■ **Exercise brief**
Only those lines in the data below from the line containing "filename src/engine.rs" through the line containing "pub struct Engine", both included, should be restated word for word.
==== Exercise input ====
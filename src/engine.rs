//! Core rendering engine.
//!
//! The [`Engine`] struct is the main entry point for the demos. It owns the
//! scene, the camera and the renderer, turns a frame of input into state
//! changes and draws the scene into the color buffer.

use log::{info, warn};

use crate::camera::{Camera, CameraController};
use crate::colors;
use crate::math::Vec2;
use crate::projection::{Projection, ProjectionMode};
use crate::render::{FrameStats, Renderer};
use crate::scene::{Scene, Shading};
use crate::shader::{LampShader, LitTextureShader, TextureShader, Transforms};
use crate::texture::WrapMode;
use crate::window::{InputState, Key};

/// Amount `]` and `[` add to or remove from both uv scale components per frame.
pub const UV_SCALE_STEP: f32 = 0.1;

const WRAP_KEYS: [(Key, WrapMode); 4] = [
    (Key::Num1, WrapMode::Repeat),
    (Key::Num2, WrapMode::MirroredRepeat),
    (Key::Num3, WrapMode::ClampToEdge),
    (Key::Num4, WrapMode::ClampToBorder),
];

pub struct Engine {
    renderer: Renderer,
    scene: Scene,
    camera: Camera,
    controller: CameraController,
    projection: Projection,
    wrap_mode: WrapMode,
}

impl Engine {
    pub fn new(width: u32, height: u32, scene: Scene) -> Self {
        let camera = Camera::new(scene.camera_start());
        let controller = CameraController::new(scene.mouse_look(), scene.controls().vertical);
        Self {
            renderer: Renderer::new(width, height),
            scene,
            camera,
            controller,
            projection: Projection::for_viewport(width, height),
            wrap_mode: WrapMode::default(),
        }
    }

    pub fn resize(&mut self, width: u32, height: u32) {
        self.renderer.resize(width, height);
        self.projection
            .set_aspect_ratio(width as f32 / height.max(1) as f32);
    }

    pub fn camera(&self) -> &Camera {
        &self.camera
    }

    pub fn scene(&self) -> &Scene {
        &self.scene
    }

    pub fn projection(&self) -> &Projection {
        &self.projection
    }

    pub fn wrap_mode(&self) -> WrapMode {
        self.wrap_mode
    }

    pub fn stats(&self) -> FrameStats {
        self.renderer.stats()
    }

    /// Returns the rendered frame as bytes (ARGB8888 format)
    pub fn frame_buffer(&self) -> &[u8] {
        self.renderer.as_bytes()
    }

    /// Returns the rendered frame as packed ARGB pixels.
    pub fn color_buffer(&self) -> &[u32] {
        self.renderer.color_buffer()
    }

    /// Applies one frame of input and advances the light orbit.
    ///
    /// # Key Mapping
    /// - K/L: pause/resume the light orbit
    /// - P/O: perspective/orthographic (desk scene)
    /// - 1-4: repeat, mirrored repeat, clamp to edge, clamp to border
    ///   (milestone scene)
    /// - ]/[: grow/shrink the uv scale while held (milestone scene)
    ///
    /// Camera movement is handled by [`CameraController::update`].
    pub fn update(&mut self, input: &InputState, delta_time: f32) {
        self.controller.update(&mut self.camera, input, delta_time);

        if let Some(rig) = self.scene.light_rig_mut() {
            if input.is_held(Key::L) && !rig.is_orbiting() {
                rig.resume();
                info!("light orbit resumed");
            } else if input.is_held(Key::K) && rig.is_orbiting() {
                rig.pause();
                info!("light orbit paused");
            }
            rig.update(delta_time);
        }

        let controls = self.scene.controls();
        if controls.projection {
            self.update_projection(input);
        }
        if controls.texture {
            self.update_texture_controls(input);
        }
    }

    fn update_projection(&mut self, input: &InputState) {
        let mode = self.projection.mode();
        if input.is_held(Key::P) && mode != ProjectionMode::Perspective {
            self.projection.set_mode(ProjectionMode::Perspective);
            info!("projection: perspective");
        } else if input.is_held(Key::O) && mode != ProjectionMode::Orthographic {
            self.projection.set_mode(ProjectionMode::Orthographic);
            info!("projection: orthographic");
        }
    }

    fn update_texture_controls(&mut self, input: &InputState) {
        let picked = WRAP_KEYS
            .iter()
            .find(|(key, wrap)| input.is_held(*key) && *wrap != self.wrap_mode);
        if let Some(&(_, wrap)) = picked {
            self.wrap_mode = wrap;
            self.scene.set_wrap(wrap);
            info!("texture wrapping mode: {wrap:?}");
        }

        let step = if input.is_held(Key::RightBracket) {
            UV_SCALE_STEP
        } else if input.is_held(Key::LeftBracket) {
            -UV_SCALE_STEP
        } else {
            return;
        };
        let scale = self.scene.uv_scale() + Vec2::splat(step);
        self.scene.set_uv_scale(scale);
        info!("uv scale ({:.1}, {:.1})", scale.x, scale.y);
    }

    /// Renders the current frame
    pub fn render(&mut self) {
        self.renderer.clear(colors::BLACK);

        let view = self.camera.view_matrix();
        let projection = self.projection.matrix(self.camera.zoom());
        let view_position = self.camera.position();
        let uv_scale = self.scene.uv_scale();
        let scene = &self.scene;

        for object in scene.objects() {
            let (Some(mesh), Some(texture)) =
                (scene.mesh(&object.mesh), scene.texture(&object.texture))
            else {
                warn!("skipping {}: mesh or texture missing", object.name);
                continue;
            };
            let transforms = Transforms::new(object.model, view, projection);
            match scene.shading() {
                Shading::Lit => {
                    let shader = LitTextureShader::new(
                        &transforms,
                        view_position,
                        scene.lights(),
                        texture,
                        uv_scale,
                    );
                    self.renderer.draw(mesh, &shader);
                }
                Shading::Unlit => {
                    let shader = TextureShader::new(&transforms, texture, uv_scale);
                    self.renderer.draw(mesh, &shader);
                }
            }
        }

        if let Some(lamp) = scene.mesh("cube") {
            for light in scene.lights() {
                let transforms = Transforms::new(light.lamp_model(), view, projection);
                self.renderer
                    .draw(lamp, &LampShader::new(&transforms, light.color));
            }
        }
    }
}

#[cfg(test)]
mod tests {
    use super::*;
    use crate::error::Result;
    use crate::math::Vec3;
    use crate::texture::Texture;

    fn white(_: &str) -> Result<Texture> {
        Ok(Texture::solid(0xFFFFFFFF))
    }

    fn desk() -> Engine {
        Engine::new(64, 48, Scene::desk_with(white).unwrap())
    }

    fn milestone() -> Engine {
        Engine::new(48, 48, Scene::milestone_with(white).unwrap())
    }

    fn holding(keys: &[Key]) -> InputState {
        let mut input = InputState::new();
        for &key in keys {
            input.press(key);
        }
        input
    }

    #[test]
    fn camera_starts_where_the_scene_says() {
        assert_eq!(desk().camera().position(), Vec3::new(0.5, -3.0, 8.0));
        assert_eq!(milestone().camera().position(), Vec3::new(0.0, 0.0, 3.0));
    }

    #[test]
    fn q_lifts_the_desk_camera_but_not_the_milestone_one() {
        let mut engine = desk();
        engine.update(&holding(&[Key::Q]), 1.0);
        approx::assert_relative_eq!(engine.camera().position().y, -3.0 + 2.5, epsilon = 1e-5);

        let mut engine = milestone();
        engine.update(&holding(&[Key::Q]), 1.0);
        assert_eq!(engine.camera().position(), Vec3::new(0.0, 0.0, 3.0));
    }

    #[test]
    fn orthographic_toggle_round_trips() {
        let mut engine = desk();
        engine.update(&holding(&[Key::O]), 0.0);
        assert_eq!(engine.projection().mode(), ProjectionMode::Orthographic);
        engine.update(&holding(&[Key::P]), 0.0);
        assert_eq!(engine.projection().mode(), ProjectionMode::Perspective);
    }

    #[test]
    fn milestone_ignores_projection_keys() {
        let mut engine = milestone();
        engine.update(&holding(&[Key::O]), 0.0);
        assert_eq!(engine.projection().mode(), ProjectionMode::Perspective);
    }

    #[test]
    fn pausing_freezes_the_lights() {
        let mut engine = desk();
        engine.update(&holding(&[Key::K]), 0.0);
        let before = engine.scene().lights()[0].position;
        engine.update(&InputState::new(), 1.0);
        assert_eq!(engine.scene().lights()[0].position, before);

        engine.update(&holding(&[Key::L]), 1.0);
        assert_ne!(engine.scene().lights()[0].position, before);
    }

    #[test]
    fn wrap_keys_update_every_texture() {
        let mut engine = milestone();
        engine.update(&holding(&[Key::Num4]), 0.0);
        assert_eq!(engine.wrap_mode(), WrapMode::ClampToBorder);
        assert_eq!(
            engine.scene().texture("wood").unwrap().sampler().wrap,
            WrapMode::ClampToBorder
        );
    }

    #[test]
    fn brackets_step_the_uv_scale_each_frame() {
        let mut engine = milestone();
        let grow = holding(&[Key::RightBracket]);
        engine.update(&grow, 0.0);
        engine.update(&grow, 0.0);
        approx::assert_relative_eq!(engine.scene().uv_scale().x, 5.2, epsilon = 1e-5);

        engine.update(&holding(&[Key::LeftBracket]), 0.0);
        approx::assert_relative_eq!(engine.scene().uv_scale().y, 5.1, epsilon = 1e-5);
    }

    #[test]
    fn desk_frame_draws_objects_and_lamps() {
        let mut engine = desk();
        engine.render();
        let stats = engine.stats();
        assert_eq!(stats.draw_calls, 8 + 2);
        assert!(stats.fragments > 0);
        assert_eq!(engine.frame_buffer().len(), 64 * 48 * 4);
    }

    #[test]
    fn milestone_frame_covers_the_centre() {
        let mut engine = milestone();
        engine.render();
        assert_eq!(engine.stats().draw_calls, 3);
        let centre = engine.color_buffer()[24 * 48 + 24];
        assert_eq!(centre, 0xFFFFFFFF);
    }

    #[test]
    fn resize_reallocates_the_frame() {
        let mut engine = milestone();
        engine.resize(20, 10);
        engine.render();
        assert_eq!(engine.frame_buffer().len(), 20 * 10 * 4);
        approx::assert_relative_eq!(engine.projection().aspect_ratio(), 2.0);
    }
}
====
==== Exercise input ====
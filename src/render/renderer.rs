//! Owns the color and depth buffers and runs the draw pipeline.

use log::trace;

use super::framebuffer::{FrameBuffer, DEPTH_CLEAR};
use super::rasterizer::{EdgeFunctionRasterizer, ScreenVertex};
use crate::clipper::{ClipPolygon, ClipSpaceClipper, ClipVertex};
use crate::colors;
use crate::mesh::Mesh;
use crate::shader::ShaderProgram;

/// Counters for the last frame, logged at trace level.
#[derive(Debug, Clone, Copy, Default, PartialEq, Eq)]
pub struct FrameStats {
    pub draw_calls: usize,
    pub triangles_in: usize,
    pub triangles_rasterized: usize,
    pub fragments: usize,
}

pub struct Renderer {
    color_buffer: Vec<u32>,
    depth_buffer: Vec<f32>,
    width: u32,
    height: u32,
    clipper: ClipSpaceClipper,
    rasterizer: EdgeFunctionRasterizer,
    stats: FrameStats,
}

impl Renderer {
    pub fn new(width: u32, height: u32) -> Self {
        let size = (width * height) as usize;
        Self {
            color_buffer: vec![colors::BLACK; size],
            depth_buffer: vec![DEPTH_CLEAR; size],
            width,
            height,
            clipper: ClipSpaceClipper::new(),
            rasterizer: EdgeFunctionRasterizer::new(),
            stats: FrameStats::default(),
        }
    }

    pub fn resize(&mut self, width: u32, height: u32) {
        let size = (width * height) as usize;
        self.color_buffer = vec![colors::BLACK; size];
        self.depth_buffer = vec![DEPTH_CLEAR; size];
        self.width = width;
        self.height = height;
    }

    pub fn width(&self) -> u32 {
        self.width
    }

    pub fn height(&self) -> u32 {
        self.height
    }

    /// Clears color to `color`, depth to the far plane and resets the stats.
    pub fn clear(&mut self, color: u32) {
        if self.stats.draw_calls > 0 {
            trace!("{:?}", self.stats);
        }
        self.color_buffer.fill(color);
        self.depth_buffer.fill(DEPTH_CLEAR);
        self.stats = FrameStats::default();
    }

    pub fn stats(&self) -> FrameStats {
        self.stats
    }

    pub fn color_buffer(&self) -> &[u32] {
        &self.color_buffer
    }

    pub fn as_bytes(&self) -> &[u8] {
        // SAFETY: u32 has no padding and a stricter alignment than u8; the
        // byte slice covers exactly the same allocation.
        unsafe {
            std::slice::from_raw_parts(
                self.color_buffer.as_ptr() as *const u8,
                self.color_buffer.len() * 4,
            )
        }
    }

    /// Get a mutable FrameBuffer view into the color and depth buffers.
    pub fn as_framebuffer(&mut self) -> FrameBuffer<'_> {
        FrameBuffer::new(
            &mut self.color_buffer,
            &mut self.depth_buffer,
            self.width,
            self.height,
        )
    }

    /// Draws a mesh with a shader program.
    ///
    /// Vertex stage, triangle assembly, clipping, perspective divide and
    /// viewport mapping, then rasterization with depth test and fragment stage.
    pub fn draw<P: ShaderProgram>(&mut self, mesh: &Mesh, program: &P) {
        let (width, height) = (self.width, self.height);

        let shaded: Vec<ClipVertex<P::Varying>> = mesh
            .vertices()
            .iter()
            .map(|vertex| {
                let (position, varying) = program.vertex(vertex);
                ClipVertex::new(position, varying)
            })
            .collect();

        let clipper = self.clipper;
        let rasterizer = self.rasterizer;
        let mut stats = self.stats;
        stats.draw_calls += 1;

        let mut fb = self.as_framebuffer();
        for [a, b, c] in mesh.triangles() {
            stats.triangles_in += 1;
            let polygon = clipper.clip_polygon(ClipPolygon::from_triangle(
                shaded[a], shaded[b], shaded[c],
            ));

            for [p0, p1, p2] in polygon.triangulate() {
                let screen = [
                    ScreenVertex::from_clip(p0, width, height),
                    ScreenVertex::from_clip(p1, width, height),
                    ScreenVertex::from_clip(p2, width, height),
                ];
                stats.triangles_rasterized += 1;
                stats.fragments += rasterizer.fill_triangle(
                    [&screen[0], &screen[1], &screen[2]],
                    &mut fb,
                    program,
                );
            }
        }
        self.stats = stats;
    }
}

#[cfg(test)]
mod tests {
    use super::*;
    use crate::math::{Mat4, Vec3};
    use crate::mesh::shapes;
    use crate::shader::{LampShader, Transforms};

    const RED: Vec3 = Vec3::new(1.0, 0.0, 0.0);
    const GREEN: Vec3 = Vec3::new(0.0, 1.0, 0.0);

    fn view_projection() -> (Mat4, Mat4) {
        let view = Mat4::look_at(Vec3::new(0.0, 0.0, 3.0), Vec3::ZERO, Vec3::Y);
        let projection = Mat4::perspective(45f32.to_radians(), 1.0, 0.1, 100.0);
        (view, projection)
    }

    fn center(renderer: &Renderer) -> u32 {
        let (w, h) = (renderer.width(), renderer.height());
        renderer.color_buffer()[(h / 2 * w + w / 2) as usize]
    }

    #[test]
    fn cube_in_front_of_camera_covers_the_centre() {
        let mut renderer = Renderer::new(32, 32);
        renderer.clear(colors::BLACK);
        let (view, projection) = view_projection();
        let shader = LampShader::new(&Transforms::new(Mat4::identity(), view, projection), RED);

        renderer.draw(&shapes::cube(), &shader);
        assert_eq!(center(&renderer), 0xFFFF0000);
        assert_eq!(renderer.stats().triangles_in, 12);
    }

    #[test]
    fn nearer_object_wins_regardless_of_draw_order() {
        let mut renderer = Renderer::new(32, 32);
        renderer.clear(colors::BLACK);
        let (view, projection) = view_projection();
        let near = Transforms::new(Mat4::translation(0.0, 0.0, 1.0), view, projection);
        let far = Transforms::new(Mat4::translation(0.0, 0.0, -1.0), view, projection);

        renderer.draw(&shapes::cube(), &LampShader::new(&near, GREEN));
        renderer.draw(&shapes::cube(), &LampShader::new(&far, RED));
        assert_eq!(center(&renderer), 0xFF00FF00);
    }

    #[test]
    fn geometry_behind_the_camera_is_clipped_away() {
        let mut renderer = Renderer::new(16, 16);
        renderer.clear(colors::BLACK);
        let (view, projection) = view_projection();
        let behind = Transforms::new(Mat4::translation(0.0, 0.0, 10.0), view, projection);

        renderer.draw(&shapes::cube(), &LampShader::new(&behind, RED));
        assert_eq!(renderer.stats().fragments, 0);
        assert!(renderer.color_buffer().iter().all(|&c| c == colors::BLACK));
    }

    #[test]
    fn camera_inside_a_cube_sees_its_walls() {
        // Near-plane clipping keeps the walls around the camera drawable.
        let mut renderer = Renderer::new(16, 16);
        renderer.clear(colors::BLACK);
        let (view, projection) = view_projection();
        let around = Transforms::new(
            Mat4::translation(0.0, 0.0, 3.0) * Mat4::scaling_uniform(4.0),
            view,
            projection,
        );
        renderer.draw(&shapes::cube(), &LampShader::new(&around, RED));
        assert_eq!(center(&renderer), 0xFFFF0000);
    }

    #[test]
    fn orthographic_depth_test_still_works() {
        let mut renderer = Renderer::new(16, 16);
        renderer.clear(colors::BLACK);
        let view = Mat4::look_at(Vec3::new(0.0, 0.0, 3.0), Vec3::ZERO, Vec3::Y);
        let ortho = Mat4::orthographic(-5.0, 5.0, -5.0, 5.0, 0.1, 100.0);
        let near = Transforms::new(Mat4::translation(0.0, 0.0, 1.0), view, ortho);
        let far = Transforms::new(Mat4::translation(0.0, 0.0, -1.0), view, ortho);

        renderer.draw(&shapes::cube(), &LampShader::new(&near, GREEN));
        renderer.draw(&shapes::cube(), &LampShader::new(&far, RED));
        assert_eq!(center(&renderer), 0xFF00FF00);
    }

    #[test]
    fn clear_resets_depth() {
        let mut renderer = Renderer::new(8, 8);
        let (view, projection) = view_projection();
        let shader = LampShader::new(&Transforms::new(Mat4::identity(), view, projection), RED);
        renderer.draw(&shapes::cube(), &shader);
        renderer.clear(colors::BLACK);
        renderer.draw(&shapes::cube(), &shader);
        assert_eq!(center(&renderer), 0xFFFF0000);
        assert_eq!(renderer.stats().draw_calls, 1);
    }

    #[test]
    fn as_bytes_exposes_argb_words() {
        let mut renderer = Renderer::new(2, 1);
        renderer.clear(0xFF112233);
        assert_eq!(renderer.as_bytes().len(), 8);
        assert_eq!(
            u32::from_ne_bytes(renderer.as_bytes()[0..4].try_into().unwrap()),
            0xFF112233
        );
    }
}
====
■ **Exercise response**
filename src/engine.rs
//! Core rendering engine.
//!
//! The [`Engine`] struct is the main entry point for the demos. It owns the
//! scene, the camera and the renderer, turns a frame of input into state
//! changes and draws the scene into the color buffer.

use log::{info, warn};

use crate::camera::{Camera, CameraController};
use crate::colors;
use crate::math::Vec2;
use crate::projection::{Projection, ProjectionMode};
use crate::render::{FrameStats, Renderer};
use crate::scene::{Scene, Shading};
use crate::shader::{LampShader, LitTextureShader, TextureShader, Transforms};
use crate::texture::WrapMode;
use crate::window::{InputState, Key};

/// Amount `]` and `[` add to or remove from both uv scale components per frame.
pub const UV_SCALE_STEP: f32 = 0.1;

const WRAP_KEYS: [(Key, WrapMode); 4] = [
    (Key::Num1, WrapMode::Repeat),
    (Key::Num2, WrapMode::MirroredRepeat),
    (Key::Num3, WrapMode::ClampToEdge),
    (Key::Num4, WrapMode::ClampToBorder),
];

pub struct Engine {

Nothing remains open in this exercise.